Collection entries
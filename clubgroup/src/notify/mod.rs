//! Notification capability consumed by the creation post-hook
//!
//! A [`Notifier`] accepts a [`Notification`] and either delivers it or reports
//! why it could not. Delivery is best-effort from the repository's point of
//! view: failures are reported on the failure channel, never to the caller of
//! the mutation that triggered them.

use async_trait::async_trait;
use serde::{Deserialize, Serialize};
use std::sync::atomic::{AtomicBool, Ordering};
use tokio::sync::RwLock;

#[cfg(feature = "surrealdb-embedded")]
pub mod surreal;
pub mod webhook;

#[cfg(feature = "surrealdb-embedded")]
pub use surreal::SurrealNotifier;
pub use webhook::{RetryPolicy, WebhookNotifier};

/// A user-facing notification
#[derive(Debug, Clone, PartialEq, Eq, Serialize, Deserialize)]
pub struct Notification {
    /// Message shown to the user
    pub content: String,

    /// What the notification points at (a group ID for creation notices)
    pub link: String,

    /// User receiving the notification
    pub recipient: String,
}

impl Notification {
    pub fn new<C, L, R>(content: C, link: L, recipient: R) -> Self
    where
        C: Into<String>,
        L: Into<String>,
        R: Into<String>,
    {
        Self {
            content: content.into(),
            link: link.into(),
            recipient: recipient.into(),
        }
    }
}

/// Error returned by a notification sink
#[derive(Debug, Clone, PartialEq, Eq, thiserror::Error)]
pub enum NotifyError {
    /// The sink could not be reached or the request failed in transit
    #[error("Delivery failed: {0}")]
    Delivery(String),

    /// The remote end answered with a non-success status
    #[error("Rejected with HTTP status {status}")]
    Rejected { status: u16 },

    /// The sink's backing store failed
    #[error("Storage error: {0}")]
    Storage(String),

    /// The notification could not be encoded
    #[error("Serialization error: {0}")]
    Serialization(String),
}

/// Notification sink
#[async_trait]
pub trait Notifier: Send + Sync {
    /// Submit a notification
    async fn create(&self, notification: Notification) -> Result<(), NotifyError>;

    /// Name used in logs
    fn name(&self) -> &str {
        "notifier"
    }
}

/// In-memory notification sink
///
/// Records every notification it accepts. Can be switched into a failing mode
/// to exercise the failure channel.
#[derive(Debug, Default)]
pub struct MemoryNotifier {
    sent: RwLock<Vec<Notification>>,
    failing: AtomicBool,
}

impl MemoryNotifier {
    pub fn new() -> Self {
        Self::default()
    }

    /// Make every subsequent `create` fail (or succeed again)
    pub fn set_failing(&self, failing: bool) {
        self.failing.store(failing, Ordering::SeqCst);
    }

    /// Notifications accepted so far, in submission order
    pub async fn sent(&self) -> Vec<Notification> {
        self.sent.read().await.clone()
    }

    /// Notifications addressed to one user
    pub async fn sent_to(&self, recipient: &str) -> Vec<Notification> {
        self.sent
            .read()
            .await
            .iter()
            .filter(|n| n.recipient == recipient)
            .cloned()
            .collect()
    }
}

#[async_trait]
impl Notifier for MemoryNotifier {
    async fn create(&self, notification: Notification) -> Result<(), NotifyError> {
        if self.failing.load(Ordering::SeqCst) {
            return Err(NotifyError::Delivery(
                "memory notifier is switched to failing".to_string(),
            ));
        }
        tracing::debug!(
            "Recorded notification for {} -> {}",
            notification.recipient,
            notification.link
        );
        self.sent.write().await.push(notification);
        Ok(())
    }

    fn name(&self) -> &str {
        "memory"
    }
}

#[cfg(test)]
mod tests {
    use super::*;

    #[tokio::test]
    async fn test_memory_notifier_records_in_order() {
        let notifier = MemoryNotifier::new();
        notifier
            .create(Notification::new("first", "g1", "u1"))
            .await
            .unwrap();
        notifier
            .create(Notification::new("second", "g2", "u2"))
            .await
            .unwrap();

        let sent = notifier.sent().await;
        assert_eq!(sent.len(), 2);
        assert_eq!(sent[0].content, "first");
        assert_eq!(notifier.sent_to("u2").await[0].link, "g2");
    }

    #[tokio::test]
    async fn test_memory_notifier_failing_mode() {
        let notifier = MemoryNotifier::new();
        notifier.set_failing(true);

        let err = notifier
            .create(Notification::new("x", "g1", "u1"))
            .await
            .unwrap_err();
        assert!(matches!(err, NotifyError::Delivery(_)));
        assert!(notifier.sent().await.is_empty());
    }
}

▶ EXERCISE INSTRUCTIONS
Your answer must be the lines from the one containing "async fn test_memory_notifier_failing_mode()" to the last line of the entries, repeated exactly and with nothing else.

▶ SOLUTION FOR THIS EXERCISE
    async fn test_memory_notifier_failing_mode() {
        let notifier = MemoryNotifier::new();
        notifier.set_failing(true);

        let err = notifier
            .create(Notification::new("x", "g1", "u1"))
            .await
            .unwrap_err();
        assert!(matches!(err, NotifyError::Delivery(_)));
        assert!(notifier.sent().await.is_empty());
    }
}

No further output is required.